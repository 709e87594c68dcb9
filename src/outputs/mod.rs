//! Output generation for the metrics table and the article dump.
//!
//! # Submodules
//!
//! - [`csv`]: Writes [`MetricRow`](crate::models::MetricRow)s as a header-first CSV table
//! - [`json`]: Writes the [`ScrapeRun`](crate::models::ScrapeRun) with every article record
//!
//! # Output Structure
//!
//! ```text
//! numbers.csv        # url,site,title,published_date,metric_type,value,context_snippet
//! articles.json      # optional, includes per-URL errors
//! ```

pub mod csv;
pub mod json;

■ ■ ■

EXERCISE PROMPT -
Write out the material from the first line to the last, exactly.

SOLUTION BELOW -
repository 709e87594c68dcb9
filename src/outputs/mod.rs
//! Output generation for the metrics table and the article dump.
//!
//! # Submodules
//!
//! - [`csv`]: Writes [`MetricRow`](crate::models::MetricRow)s as a header-first CSV table
//! - [`json`]: Writes the [`ScrapeRun`](crate::models::ScrapeRun) with every article record
//!
//! # Output Structure
//!
//! ```text
//! numbers.csv        # url,site,title,published_date,metric_type,value,context_snippet
//! articles.json      # optional, includes per-URL errors
//! ```

pub mod csv;
pub mod json;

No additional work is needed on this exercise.